Turkey’s President Recep Tayyip Erdogan announced Sunday that Turkish troops and their Syrian rebel fighter allies have seized control of the town center of Afrin from Kurdish YPG fighters.
Erdogan said Turkish soldiers along with rebel factions of the Free Syrian Army took complete control of Afrin town center at 8.30 am local time.
He said mopping operations are underway and the Turkish flag has been raised in the town that sits less than 50 kilometers from the Turkish border.
“Most of the terrorists fled already,” Erdogan said. “Our special forces and Free Syrian Army are clearing the remaining few terrorists and the mines that they might have left. In the center of Afrin the symbols of peace and security are flying, not the rags of a terror organization. Now the Turkish flag is flying there. The FSA flag is flying there.”
Turkey launched its military offensive against US-backed Kurdish YPG militia in Afrin on January 20, supported by FSA rebel factions.
Ankara says the YPG is an extension of the PKK, a marxist Kurdish militant group that has been waging an insurgency in southeast Turkey since the 1980s.

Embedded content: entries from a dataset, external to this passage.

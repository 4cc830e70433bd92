//! `solve_xirr` — precondition checks, Newton-Raphson primary, Brent
//! fallback over an expanding bracket.

use vintage_core::constants::{
    BRENT_BRACKET_HIGH, BRENT_BRACKET_LOW, BRENT_BRACKET_MAX, BRENT_MAX_ITERATIONS,
    NEWTON_INITIAL_GUESS, NEWTON_MAX_ITERATIONS, NPV_TOLERANCE,
};
use vintage_core::errors::SolverError;
use vintage_core::models::{has_both_signs, CashFlow};

use crate::brent::brent;
use crate::newton::newton_raphson;
use crate::npv::{npv, npv_derivative};

/// Annualized internal rate of return for an irregular cash-flow series.
///
/// Preconditions: at least two flows, at least one strictly negative and one
/// strictly positive amount, and not all dates identical. Violations fail
/// with `InvalidCashFlowSign`.
pub fn solve_xirr(flows: &[CashFlow]) -> Result<f64, SolverError> {
    check_preconditions(flows)?;

    let anchor = flows
        .iter()
        .map(|f| f.date)
        .fold(flows[0].date, |earliest, date| earliest.min(date));
    let f = |rate: f64| npv(rate, flows, anchor);
    let df = |rate: f64| npv_derivative(rate, flows, anchor);

    let newton =
        newton_raphson(f, df, NEWTON_INITIAL_GUESS, NPV_TOLERANCE, NEWTON_MAX_ITERATIONS);
    if let Some(rate) = newton {
        // Newton can stall on a tiny step without actually zeroing the NPV;
        // accept its answer only when the residual is genuinely small.
        if rate.is_finite() && f(rate).abs() <= 1e-9 {
            return Ok(rate);
        }
    }

    brent_fallback(&f)
}

/// Brent over [-0.99, upper], expanding the upper bound geometrically when
/// the root lies above it. Extreme short-horizon multiples (10x in 6 months
/// annualizes to a rate around 100) need the expansion.
fn brent_fallback<F>(f: &F) -> Result<f64, SolverError>
where
    F: Fn(f64) -> f64,
{
    let mut upper = BRENT_BRACKET_HIGH;
    loop {
        match brent(f, BRENT_BRACKET_LOW, upper, NPV_TOLERANCE, BRENT_MAX_ITERATIONS) {
            Ok(rate) => return Ok(rate),
            Err(SolverError::RootNotBracketed { .. }) if upper < BRENT_BRACKET_MAX => {
                upper *= 10.0;
            }
            Err(err) => return Err(err),
        }
    }
}

fn check_preconditions(flows: &[CashFlow]) -> Result<(), SolverError> {
    if flows.len() < 2 {
        return Err(SolverError::InvalidCashFlowSign {
            reason: format!("need at least 2 cash flows, got {}", flows.len()),
        });
    }
    if !has_both_signs(flows) {
        return Err(SolverError::InvalidCashFlowSign {
            reason: "series needs at least one outflow and one inflow".to_string(),
        });
    }
    let first = flows[0].date;
    if flows.iter().all(|f| f.date == first) {
        return Err(SolverError::InvalidCashFlowSign {
            reason: "all cash flows share one date; no time dimension to annualize".to_string(),
        });
    }
    Ok(())
}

Erdogan was speaking in Canakkale at an event to mark the anniversary of battle of the 1915 Battle of Gallipoli, one of the only major victories of Ottoman forces during the First World War, and an important moment in the history of Turkish nationalism.
More than 150,000 people have been displaced in the last few days from Afrin town, a senior Kurdish official and a monitoring
group said Saturday.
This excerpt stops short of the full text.